Anti-fibrotic properties of a decellularized extracellular matrix scaffold from porcine small intestinal submucosa are evident in normal human and keloid fibroblasts

Abstract

Abstract Uncontrolled fibrosis via excess deposition of extracellular matrix (ECM), is a hallmark of hypertrophic scars and keloids. A decellularized ECM biomaterial from porcine small intestinal submucosa (SIS; Biodesign® or BioD, Cook Biotech, Inc.), is widely used in clinical applications for tissue repair. The current study tested the effects of BioD scaffolds, as compared with collagen constructs, on normal human skin (nFB) and keloid fibroblasts (kFB). Real-time qPCR, ELISA, and knockdown studies were performed to study pro-fibrotic pathways in cultured cells.
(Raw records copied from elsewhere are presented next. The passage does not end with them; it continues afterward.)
/// Payable model and database operations
///
/// A payable is money the tenant owes (rent, suppliers, staff). It follows the
/// same status machine as a receivable; paying one posts an outflow to the
/// open drawer. Late fees and interest supplied with a payment are folded into
/// the final amount.
///
/// # Schema
///
/// ```sql
/// CREATE TABLE payables (
///     id UUID PRIMARY KEY DEFAULT gen_random_uuid(),
///     tenant_id UUID NOT NULL,
///     description VARCHAR(255) NOT NULL,
///     supplier VARCHAR(255),
///     category VARCHAR(100) NOT NULL,
///     due_date DATE NOT NULL,
///     original_amount NUMERIC(12, 2) NOT NULL,
///     discount_amount NUMERIC(12, 2) NOT NULL DEFAULT 0,
///     late_fee NUMERIC(12, 2) NOT NULL DEFAULT 0,
///     interest NUMERIC(12, 2) NOT NULL DEFAULT 0,
///     final_amount NUMERIC(12, 2) NOT NULL,
///     paid_amount NUMERIC(12, 2) NOT NULL DEFAULT 0,
///     remaining_amount NUMERIC(12, 2) NOT NULL,
///     status invoice_status NOT NULL DEFAULT 'pending',
///     payment_method payment_method,
///     paid_at TIMESTAMPTZ,
///     notes TEXT,
///     created_at TIMESTAMPTZ NOT NULL DEFAULT NOW(),
///     updated_at TIMESTAMPTZ NOT NULL DEFAULT NOW()
/// );
/// ```

use super::cash_drawer::{MovementKind, NewMovement};
use super::invoice::{
    InvoiceAmounts, InvoiceBalance, InvoiceKind, InvoiceStatus, PaymentIntent, PaymentMethod,
};
use crate::error::{BillingError, BillingResult};
use chrono::{DateTime, NaiveDate, Utc};
use rust_decimal::Decimal;
use serde::{Deserialize, Serialize};
use sqlx::postgres::PgExecutor;
use uuid::Uuid;

/// Payable model
#[derive(Debug, Clone, PartialEq, Serialize, Deserialize, sqlx::FromRow)]
pub struct Payable {
    pub id: Uuid,
    pub tenant_id: Uuid,
    pub description: String,
    pub supplier: Option<String>,
    pub category: String,
    pub due_date: NaiveDate,
    pub original_amount: Decimal,
    pub discount_amount: Decimal,

    /// Accumulated late fees
    pub late_fee: Decimal,

    /// Accumulated interest
    pub interest: Decimal,

    pub final_amount: Decimal,
    pub paid_amount: Decimal,
    pub remaining_amount: Decimal,
    pub status: InvoiceStatus,
    pub payment_method: Option<PaymentMethod>,
    pub paid_at: Option<DateTime<Utc>>,
    pub notes: Option<String>,
    pub created_at: DateTime<Utc>,
    pub updated_at: DateTime<Utc>,
}

/// Input for creating a payable
#[derive(Debug, Clone, Serialize, Deserialize)]
pub struct NewPayable {
    pub tenant_id: Uuid,
    pub description: String,
    pub supplier: Option<String>,
    pub category: String,
    pub due_date: NaiveDate,
    pub amount: Decimal,
    #[serde(default)]
    pub discount: Option<Decimal>,
    pub notes: Option<String>,
}

impl NewPayable {
    /// Validates the input and materializes a pending payable
    ///
    /// # Errors
    ///
    /// Validation if the amount is not positive, the discount is negative or
    /// the description or category are blank.
    pub fn into_payable(self, now: DateTime<Utc>) -> BillingResult<Payable> {
        if self.amount <= Decimal::ZERO {
            return Err(BillingError::validation("amount", "must be greater than zero"));
        }
        if self.discount.is_some_and(|d| d < Decimal::ZERO) {
            return Err(BillingError::validation("discount", "cannot be negative"));
        }
        if self.description.trim().is_empty() {
            return Err(BillingError::validation("description", "cannot be empty"));
        }
        if self.category.trim().is_empty() {
            return Err(BillingError::validation("category", "cannot be empty"));
        }

        let amounts = InvoiceAmounts::new(self.amount, self.discount.unwrap_or(Decimal::ZERO));
        let status = amounts.initial_status();

        Ok(Payable {
            id: Uuid::new_v4(),
            tenant_id: self.tenant_id,
            description: self.description.trim().to_string(),
            supplier: self.supplier.filter(|s| !s.trim().is_empty()),
            category: self.category.trim().to_string(),
            due_date: self.due_date,
            original_amount: amounts.original,
            discount_amount: amounts.discount,
            late_fee: Decimal::ZERO,
            interest: Decimal::ZERO,
            final_amount: amounts.final_amount,
            paid_amount: Decimal::ZERO,
            remaining_amount: amounts.final_amount,
            status,
            payment_method: None,
            paid_at: (status == InvoiceStatus::Paid).then_some(now),
            notes: self.notes,
            created_at: now,
            updated_at: now,
        })
    }
}

impl Payable {
    pub fn balance(&self) -> InvoiceBalance {
        InvoiceBalance {
            kind: InvoiceKind::Payable,
            final_amount: self.final_amount,
            paid_amount: self.paid_amount,
            status: self.status,
        }
    }

    /// Applies a payment, returning the updated payable
    ///
    /// # Errors
    ///
    /// See [`InvoiceBalance::settle`].
    pub fn apply_payment(&self, intent: &PaymentIntent, now: DateTime<Utc>) -> BillingResult<Self> {
        intent.validate()?;
        let settlement = self.balance().settle(intent.amount, intent.adjustments())?;

        Ok(Payable {
            late_fee: self.late_fee + intent.late_fee.unwrap_or(Decimal::ZERO),
            interest: self.interest + intent.interest.unwrap_or(Decimal::ZERO),
            final_amount: settlement.final_amount,
            paid_amount: settlement.paid_amount,
            remaining_amount: settlement.remaining_amount,
            status: settlement.status,
            payment_method: Some(intent.payment_method),
            paid_at: Some(intent.paid_at.unwrap_or(now)),
            updated_at: now,
            ..self.clone()
        })
    }

    /// Drawer outflow recording a payment of this payable
    pub fn payment_movement(&self, intent: &PaymentIntent) -> NewMovement {
        let description = match &self.supplier {
            Some(supplier) => format!("Payment made: {} ({})", self.description, supplier),
            None => format!("Payment made: {}", self.description),
        };

        NewMovement {
            kind: MovementKind::Out,
            amount: intent.amount,
            description,
            payment_method: intent.payment_method,
            category: self.category.clone(),
            receivable_id: None,
            payable_id: Some(self.id),
            created_by: intent.registered_by,
        }
    }

    /// Inserts a payable built with [`NewPayable::into_payable`]
    pub async fn insert<'e, E>(executor: E, payable: &Payable) -> Result<Self, sqlx::Error>
    where
        E: PgExecutor<'e>,
    {
        sqlx::query_as::<_, Payable>(
            r#"
            INSERT INTO payables (id, tenant_id, description, supplier, category, due_date,
                                  original_amount, discount_amount, late_fee, interest,
                                  final_amount, paid_amount, remaining_amount, status, notes,
                                  paid_at, created_at, updated_at)
            VALUES ($1, $2, $3, $4, $5, $6, $7, $8, $9, $10, $11, $12, $13, $14, $15, $16, $17, $17)
            RETURNING id, tenant_id, description, supplier, category, due_date, original_amount,
                      discount_amount, late_fee, interest, final_amount, paid_amount,
                      remaining_amount, status, payment_method, paid_at, notes, created_at,
                      updated_at
            "#,
        )
        .bind(payable.id)
        .bind(payable.tenant_id)
        .bind(&payable.description)
        .bind(&payable.supplier)
        .bind(&payable.category)
        .bind(payable.due_date)
        .bind(payable.original_amount)
        .bind(payable.discount_amount)
        .bind(payable.late_fee)
        .bind(payable.interest)
        .bind(payable.final_amount)
        .bind(payable.paid_amount)
        .bind(payable.remaining_amount)
        .bind(payable.status)
        .bind(&payable.notes)
        .bind(payable.paid_at)
        .bind(payable.created_at)
        .fetch_one(executor)
        .await
    }

    /// Finds a payable by ID with tenant isolation
    pub async fn find_by_id_and_tenant<'e, E>(
        executor: E,
        id: Uuid,
        tenant_id: Uuid,
    ) -> Result<Option<Self>, sqlx::Error>
    where
        E: PgExecutor<'e>,
    {
        sqlx::query_as::<_, Payable>(
            r#"
            SELECT id, tenant_id, description, supplier, category, due_date, original_amount,
                   discount_amount, late_fee, interest, final_amount, paid_amount,
                   remaining_amount, status, payment_method, paid_at, notes, created_at,
                   updated_at
            FROM payables
            WHERE id = $1 AND tenant_id = $2
            "#,
        )
        .bind(id)
        .bind(tenant_id)
        .fetch_optional(executor)
        .await
    }

    /// Finds and row-locks a payable (must run inside a transaction)
    pub async fn lock<'e, E>(executor: E, id: Uuid, tenant_id: Uuid) -> Result<Option<Self>, sqlx::Error>
    where
        E: PgExecutor<'e>,
    {
        sqlx::query_as::<_, Payable>(
            r#"
            SELECT id, tenant_id, description, supplier, category, due_date, original_amount,
                   discount_amount, late_fee, interest, final_amount, paid_amount,
                   remaining_amount, status, payment_method, paid_at, notes, created_at,
                   updated_at
            FROM payables
            WHERE id = $1 AND tenant_id = $2
            FOR UPDATE
            "#,
        )
        .bind(id)
        .bind(tenant_id)
        .fetch_optional(executor)
        .await
    }

    /// Persists the payment fields of a payable returned by [`Payable::apply_payment`]
    pub async fn save_payment<'e, E>(&self, executor: E) -> Result<(), sqlx::Error>
    where
        E: PgExecutor<'e>,
    {
        sqlx::query(
            r#"
            UPDATE payables
            SET late_fee = $2, interest = $3, final_amount = $4, paid_amount = $5,
                remaining_amount = $6, status = $7, payment_method = $8, paid_at = $9,
                updated_at = $10
            WHERE id = $1
            "#,
        )
        .bind(self.id)
        .bind(self.late_fee)
        .bind(self.interest)
        .bind(self.final_amount)
        .bind(self.paid_amount)
        .bind(self.remaining_amount)
        .bind(self.status)
        .bind(self.payment_method)
        .bind(self.paid_at)
        .bind(self.updated_at)
        .execute(executor)
        .await?;
        Ok(())
    }

    /// Sets the status of a payable
    pub async fn set_status<'e, E>(
        executor: E,
        id: Uuid,
        status: InvoiceStatus,
    ) -> Result<(), sqlx::Error>
    where
        E: PgExecutor<'e>,
    {
        sqlx::query("UPDATE payables SET status = $2, updated_at = NOW() WHERE id = $1")
            .bind(id)
            .bind(status)
            .execute(executor)
            .await?;
        Ok(())
    }

    /// Marks pending payables due before `today` as overdue
    pub async fn mark_overdue<'e, E>(
        executor: E,
        today: NaiveDate,
        tenant_id: Option<Uuid>,
    ) -> Result<u64, sqlx::Error>
    where
        E: PgExecutor<'e>,
    {
        let result = sqlx::query(
            r#"
            UPDATE payables
            SET status = 'overdue', updated_at = NOW()
            WHERE status = 'pending'
              AND due_date < $1
              AND ($2::uuid IS NULL OR tenant_id = $2)
            "#,
        )
        .bind(today)
        .bind(tenant_id)
        .execute(executor)
        .await?;

        Ok(result.rows_affected())
    }
}

#[cfg(test)]
mod tests {
    use super::*;

    fn new_payable(amount: i64) -> NewPayable {
        NewPayable {
            tenant_id: Uuid::new_v4(),
            description: "Electricity bill".to_string(),
            supplier: Some("Power Co".to_string()),
            category: "utilities".to_string(),
            due_date: NaiveDate::from_ymd_opt(2024, 3, 10).unwrap(),
            amount: Decimal::from(amount),
            discount: None,
            notes: None,
        }
    }

    #[test]
    fn test_payable_validation() {
        assert!(new_payable(0).into_payable(Utc::now()).is_err());

        let mut input = new_payable(10);
        input.description = " ".to_string();
        assert!(matches!(
            input.into_payable(Utc::now()),
            Err(BillingError::Validation { ref field, .. }) if field == "description"
        ));

        let mut input = new_payable(10);
        input.discount = Some(Decimal::from(4));
        let payable = input.into_payable(Utc::now()).unwrap();
        assert_eq!(payable.final_amount, Decimal::from(6));
        assert_eq!(payable.remaining_amount, Decimal::from(6));
    }

    #[test]
    fn test_payment_with_late_fee_and_interest() {
        let payable = new_payable(100).into_payable(Utc::now()).unwrap();
        let mut intent = PaymentIntent::new(Decimal::from(107), PaymentMethod::BankTransfer);
        intent.late_fee = Some(Decimal::from(5));
        intent.interest = Some(Decimal::from(2));

        let paid = payable.apply_payment(&intent, Utc::now()).unwrap();
        assert_eq!(paid.late_fee, Decimal::from(5));
        assert_eq!(paid.interest, Decimal::from(2));
        assert_eq!(paid.final_amount, Decimal::from(107));
        assert_eq!(paid.status, InvoiceStatus::Paid);
    }

    #[test]
    fn test_payment_movement_is_outflow() {
        let payable = new_payable(100).into_payable(Utc::now()).unwrap();
        let movement = payable.payment_movement(&PaymentIntent::new(Decimal::from(50), PaymentMethod::Cash));

        assert_eq!(movement.kind, MovementKind::Out);
        assert_eq!(movement.payable_id, Some(payable.id));
        assert_eq!(movement.category, "utilities");
        assert_eq!(movement.description, "Payment made: Electricity bill (Power Co)");
    }
}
ECM gene expression array revealed that BioD significantly attenuated (p < 0.05) the expression of thrombospondin-1 and fibronectin-1, two drivers of fibrosis in nFB as well as kFB. BioD repressed thrombospondin-1 and fibronectin-1 gene expression manifested as significant downregulation (n = 5–6; p < 0.05) of both proteins in nFB and kFB. The levels of latent transforming growth factor (LAP-TGFβ-1) were markedly reduced (n = 5; p < 0.05) in both nFB and kFB following treatment with BioD but not the other constructs. Knockdown of FN1 using siRNA significantly attenuated (n = 5, p < 0.05) pro-fibrotic responses including expression of Col1A1 and the levels of LAP-TGFβ-1 in nFB suggesting downregulation of FN1 by BioD is one of the primary underlying mechanisms of attenuated pro-fibrotic responses in keloid fibroblasts.